= PROMPT =
Copy out, from the entries below, each line that holds the string "SocketAddr".

= RECORDS SHOWN =
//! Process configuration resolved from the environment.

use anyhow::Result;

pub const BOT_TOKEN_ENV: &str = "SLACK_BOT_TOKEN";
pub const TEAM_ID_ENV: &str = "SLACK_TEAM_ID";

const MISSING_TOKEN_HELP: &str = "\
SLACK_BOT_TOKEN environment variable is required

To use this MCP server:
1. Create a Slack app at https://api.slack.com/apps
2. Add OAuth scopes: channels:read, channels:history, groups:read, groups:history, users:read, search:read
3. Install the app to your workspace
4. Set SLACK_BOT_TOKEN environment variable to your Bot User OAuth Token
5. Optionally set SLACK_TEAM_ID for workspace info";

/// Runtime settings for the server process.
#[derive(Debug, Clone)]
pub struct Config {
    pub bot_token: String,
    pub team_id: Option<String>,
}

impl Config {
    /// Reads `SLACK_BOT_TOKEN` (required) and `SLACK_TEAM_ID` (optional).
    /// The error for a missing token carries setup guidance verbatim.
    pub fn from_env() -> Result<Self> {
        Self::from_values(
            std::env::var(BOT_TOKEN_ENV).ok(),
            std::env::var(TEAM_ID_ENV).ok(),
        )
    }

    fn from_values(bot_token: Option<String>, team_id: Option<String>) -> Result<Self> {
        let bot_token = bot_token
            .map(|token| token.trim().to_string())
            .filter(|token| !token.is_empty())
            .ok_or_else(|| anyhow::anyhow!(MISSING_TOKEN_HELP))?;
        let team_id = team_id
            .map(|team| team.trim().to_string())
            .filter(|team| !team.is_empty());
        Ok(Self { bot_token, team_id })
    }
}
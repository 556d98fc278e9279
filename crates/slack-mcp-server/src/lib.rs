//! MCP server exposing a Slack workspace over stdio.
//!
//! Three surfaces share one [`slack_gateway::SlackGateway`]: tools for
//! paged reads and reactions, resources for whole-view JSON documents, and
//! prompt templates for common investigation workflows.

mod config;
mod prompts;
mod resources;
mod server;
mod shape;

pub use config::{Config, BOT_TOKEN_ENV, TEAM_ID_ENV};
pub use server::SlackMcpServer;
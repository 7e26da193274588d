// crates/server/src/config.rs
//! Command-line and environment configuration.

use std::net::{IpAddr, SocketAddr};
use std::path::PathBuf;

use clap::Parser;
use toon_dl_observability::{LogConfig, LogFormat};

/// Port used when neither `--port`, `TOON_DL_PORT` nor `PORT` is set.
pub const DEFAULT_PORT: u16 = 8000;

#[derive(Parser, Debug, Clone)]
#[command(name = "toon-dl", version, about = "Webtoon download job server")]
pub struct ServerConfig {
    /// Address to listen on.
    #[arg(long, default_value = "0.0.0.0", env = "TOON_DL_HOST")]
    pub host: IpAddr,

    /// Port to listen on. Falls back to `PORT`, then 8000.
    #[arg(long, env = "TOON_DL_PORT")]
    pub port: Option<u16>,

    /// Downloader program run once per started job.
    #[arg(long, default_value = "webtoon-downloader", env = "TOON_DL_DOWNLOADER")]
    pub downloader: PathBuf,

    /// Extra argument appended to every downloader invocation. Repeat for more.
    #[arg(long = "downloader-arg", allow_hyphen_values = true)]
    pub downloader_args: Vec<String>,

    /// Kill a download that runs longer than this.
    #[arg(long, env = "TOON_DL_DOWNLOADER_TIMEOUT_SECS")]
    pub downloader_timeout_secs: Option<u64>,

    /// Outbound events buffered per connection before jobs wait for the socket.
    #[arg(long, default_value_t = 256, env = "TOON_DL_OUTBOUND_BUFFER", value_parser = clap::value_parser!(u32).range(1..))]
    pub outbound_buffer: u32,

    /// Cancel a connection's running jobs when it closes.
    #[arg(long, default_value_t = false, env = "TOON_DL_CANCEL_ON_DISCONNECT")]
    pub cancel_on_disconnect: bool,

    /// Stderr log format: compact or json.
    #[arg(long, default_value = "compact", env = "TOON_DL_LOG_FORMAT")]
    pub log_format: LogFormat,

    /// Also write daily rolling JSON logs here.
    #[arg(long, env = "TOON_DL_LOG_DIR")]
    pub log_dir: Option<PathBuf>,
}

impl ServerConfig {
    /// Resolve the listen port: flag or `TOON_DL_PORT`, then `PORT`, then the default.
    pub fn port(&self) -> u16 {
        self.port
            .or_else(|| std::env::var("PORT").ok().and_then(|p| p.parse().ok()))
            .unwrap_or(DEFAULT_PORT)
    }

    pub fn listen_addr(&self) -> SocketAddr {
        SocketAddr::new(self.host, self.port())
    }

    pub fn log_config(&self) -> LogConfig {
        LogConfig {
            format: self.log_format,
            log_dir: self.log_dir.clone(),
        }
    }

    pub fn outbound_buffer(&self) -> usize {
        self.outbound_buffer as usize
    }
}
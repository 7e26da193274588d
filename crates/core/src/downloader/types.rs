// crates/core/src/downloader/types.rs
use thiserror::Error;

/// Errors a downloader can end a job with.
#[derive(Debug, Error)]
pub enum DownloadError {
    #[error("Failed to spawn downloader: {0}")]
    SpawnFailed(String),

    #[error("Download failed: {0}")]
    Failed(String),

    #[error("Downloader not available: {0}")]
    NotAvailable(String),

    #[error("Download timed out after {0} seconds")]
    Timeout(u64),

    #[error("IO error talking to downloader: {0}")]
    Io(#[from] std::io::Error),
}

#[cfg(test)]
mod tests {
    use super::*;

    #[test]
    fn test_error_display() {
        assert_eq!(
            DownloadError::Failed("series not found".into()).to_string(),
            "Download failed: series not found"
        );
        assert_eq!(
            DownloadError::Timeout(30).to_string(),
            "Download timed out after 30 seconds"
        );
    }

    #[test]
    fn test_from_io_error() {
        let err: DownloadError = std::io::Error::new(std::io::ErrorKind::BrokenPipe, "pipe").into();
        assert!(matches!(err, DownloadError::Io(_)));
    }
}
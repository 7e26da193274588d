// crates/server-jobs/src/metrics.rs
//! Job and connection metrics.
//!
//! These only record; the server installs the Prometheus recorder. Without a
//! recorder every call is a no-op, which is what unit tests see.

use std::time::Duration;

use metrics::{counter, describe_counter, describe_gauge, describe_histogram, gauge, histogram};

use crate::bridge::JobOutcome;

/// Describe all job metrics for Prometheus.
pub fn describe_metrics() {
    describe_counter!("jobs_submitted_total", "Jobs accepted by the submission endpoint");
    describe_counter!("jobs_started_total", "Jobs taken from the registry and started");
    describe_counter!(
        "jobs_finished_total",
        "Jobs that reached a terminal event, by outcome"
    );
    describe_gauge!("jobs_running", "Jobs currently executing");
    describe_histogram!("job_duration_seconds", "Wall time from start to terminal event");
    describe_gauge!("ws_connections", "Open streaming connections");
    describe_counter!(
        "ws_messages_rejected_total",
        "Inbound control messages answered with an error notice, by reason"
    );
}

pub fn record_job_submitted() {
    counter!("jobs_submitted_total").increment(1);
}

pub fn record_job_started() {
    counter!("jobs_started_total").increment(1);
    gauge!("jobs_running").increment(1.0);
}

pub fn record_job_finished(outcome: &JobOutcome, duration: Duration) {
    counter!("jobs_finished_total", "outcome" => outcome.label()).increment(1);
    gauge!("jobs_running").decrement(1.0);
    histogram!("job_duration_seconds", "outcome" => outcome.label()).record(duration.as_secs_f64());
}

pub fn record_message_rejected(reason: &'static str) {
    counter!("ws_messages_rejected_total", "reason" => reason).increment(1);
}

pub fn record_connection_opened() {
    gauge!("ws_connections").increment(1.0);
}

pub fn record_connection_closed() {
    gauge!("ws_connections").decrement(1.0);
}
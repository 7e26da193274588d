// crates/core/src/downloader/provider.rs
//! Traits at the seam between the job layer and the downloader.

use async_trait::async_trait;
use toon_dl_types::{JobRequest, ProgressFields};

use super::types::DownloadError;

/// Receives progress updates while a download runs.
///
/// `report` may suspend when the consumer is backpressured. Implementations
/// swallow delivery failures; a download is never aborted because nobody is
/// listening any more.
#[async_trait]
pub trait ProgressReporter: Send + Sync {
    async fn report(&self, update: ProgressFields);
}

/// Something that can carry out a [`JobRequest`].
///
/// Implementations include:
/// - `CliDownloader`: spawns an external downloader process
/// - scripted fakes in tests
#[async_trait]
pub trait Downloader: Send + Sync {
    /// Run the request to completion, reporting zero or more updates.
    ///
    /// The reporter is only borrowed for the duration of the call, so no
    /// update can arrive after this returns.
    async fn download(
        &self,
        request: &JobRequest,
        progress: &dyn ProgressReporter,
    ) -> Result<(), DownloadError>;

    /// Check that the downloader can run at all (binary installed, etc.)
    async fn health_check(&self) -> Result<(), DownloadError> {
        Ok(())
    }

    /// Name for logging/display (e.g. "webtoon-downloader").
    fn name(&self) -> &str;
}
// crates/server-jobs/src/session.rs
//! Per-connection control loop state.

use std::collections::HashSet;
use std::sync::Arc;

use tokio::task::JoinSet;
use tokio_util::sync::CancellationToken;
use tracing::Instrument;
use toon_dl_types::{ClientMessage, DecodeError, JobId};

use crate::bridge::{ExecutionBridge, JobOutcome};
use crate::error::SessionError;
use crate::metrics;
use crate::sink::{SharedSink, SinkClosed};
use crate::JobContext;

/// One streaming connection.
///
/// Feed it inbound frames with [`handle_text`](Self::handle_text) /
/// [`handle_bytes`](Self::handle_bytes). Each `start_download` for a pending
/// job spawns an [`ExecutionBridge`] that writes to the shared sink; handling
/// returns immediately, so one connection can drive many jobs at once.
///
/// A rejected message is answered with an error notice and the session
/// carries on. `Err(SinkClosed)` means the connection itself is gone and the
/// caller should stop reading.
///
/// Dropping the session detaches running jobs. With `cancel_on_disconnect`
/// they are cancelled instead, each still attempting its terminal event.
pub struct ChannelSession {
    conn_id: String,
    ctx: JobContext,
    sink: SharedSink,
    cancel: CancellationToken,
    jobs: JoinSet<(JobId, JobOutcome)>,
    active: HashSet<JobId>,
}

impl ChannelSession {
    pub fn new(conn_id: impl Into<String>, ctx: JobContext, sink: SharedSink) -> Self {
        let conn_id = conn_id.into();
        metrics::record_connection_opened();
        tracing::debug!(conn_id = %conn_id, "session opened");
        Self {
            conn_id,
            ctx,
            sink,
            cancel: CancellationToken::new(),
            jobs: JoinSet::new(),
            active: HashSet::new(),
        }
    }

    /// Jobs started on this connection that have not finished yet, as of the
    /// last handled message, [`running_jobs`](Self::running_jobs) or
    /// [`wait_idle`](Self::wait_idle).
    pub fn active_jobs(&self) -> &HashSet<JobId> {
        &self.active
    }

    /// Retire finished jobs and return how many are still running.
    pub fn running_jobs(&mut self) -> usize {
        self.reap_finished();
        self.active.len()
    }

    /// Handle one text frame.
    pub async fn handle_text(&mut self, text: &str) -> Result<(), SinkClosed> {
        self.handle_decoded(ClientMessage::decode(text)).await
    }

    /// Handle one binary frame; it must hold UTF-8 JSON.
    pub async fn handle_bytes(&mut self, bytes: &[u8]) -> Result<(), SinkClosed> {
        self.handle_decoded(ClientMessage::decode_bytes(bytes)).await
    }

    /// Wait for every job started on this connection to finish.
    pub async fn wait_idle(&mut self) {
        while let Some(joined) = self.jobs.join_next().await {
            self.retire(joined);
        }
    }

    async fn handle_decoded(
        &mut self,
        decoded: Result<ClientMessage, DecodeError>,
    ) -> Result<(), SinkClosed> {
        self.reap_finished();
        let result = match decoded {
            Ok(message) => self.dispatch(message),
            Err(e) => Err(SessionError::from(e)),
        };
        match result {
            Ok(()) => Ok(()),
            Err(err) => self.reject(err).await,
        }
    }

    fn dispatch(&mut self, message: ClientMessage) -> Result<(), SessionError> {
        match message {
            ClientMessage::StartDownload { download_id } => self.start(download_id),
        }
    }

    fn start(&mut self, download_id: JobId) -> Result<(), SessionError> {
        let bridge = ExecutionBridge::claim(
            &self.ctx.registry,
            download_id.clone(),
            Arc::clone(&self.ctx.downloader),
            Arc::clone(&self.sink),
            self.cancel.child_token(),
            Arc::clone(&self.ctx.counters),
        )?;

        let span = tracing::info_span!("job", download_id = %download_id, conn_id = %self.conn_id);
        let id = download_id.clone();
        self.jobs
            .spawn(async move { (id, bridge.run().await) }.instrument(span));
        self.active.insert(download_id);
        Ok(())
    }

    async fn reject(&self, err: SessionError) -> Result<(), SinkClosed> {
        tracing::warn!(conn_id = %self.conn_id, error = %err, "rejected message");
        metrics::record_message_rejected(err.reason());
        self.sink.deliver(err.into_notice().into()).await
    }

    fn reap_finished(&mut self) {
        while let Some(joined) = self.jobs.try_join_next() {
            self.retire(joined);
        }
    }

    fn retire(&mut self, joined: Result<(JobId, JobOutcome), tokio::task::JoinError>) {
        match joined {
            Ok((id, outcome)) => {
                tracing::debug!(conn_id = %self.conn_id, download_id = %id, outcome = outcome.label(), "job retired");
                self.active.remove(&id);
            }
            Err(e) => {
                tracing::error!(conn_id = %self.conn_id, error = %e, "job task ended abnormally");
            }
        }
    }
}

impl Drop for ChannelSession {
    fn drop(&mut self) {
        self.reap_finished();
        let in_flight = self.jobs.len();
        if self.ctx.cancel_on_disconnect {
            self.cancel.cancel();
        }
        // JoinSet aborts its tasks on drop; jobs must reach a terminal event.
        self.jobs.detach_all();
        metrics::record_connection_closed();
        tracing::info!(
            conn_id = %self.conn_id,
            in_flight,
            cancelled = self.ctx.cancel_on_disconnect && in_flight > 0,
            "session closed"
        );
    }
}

= YOUR SOLUTION =
use std::net::{IpAddr, SocketAddr};
    pub fn listen_addr(&self) -> SocketAddr {
        SocketAddr::new(self.host, self.port())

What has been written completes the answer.